— TASK BRIEF —
Please repeat the line that has "const UNSPECIFIED_DURATION: &str" and all lines after it, exactly as they appear, through the end of the entries.

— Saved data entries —
*** Begin section ***

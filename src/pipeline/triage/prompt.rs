use crate::models::ParsedInput;

/// Differential-diagnosis prompt. `{symptoms}` and `{duration}` are replaced
/// literally so the JSON examples keep their braces.
pub const TRIAGE_PROMPT_TEMPLATE: &str = r#"
You are a clinical triage assistant. Given a short free-text patient symptom description and duration, produce a JSON array (only JSON, nothing else) of up to 5 possible conditions ordered by likelihood.
Each array element must be an object with these keys:
  - condition: string (name of likely condition)
  - confidence: number (0.0 - 1.0) representing model's estimated likelihood
  - evidence: short string (1-2 sentences) describing which symptoms or facts support this suggestion

Be concise. Provide real-world plausible conditions but do NOT give definitive diagnoses. If red flags are present (e.g., chest pain, sudden severe headache, loss of consciousness), include them in the evidence and ensure severity is set accordingly in the wrapper.

Examples (the model should mimic this exact JSON format):

Example 1:
Input: symptoms: ["fever","cough"], duration: "3 days"
Output JSON:
[
  {"condition": "Upper respiratory infection", "confidence": 0.75, "evidence": "fever and cough over multiple days consistent with URI"},
  {"condition": "Influenza", "confidence": 0.45, "evidence": "systemic viral symptoms may indicate influenza"},
  {"condition": "COVID-19", "confidence": 0.3, "evidence": "overlapping symptoms possible; test recommended if exposure"}
]

Example 2:
Input: symptoms: ["chest pain","sweating"], duration: "immediate"
Output JSON:
[
  {"condition": "Acute coronary syndrome", "confidence": 0.85, "evidence": "sudden chest pain and sweating are high-risk for ACS"},
  {"condition": "Musculoskeletal chest pain", "confidence": 0.2, "evidence": "mechanical onset possible if related to movement"}
]

Now produce the JSON array for the following input:
symptoms: {symptoms}
duration: {duration}
Respond ONLY with valid JSON (an array as above).
"#;

// Rendered in place of a missing duration instead of a null literal such as "None".
const UNSPECIFIED_DURATION: &str = "unspecified";

/// Build the triage prompt for one parsed input.
pub fn build_triage_prompt(parsed: &ParsedInput) -> String {
    let symptoms = serde_json::to_string(&parsed.symptoms).unwrap_or_else(|_| "[]".to_string());
    let duration = parsed.duration.as_deref().unwrap_or(UNSPECIFIED_DURATION);
    TRIAGE_PROMPT_TEMPLATE
        .replace("{symptoms}", &symptoms)
        .replace("{duration}", duration)
}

*** End section ***

— WRITTEN SOLUTION —
const UNSPECIFIED_DURATION: &str = "unspecified";

/// Build the triage prompt for one parsed input.
pub fn build_triage_prompt(parsed: &ParsedInput) -> String {
    let symptoms = serde_json::to_string(&parsed.symptoms).unwrap_or_else(|_| "[]".to_string());
    let duration = parsed.duration.as_deref().unwrap_or(UNSPECIFIED_DURATION);
    TRIAGE_PROMPT_TEMPLATE
        .replace("{symptoms}", &symptoms)
        .replace("{duration}", duration)
}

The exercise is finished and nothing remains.